//! Error types for the scheduling engine.

/// Top-level error type for engine operations that are not covered by the
/// typed plan/cancel results (recovery, configuration loading).
#[derive(Debug, thiserror::Error)]
pub enum AgendaError {
    /// Appointment store failure.
    #[error("store error: {0}")]
    Store(#[from] crate::store::StoreError),

    /// Configuration error.
    #[error("config error: {0}")]
    Config(String),

    /// I/O error.
    #[error("I/O error: {0}")]
    Io(#[from] std::io::Error),
}

/// Convenience result type.
pub type Result<T> = std::result::Result<T, AgendaError>;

^^^^

The answer must consist of each line in the entries above that includes "engine".

//! Error types for the scheduling engine.
/// Top-level error type for engine operations that are not covered by the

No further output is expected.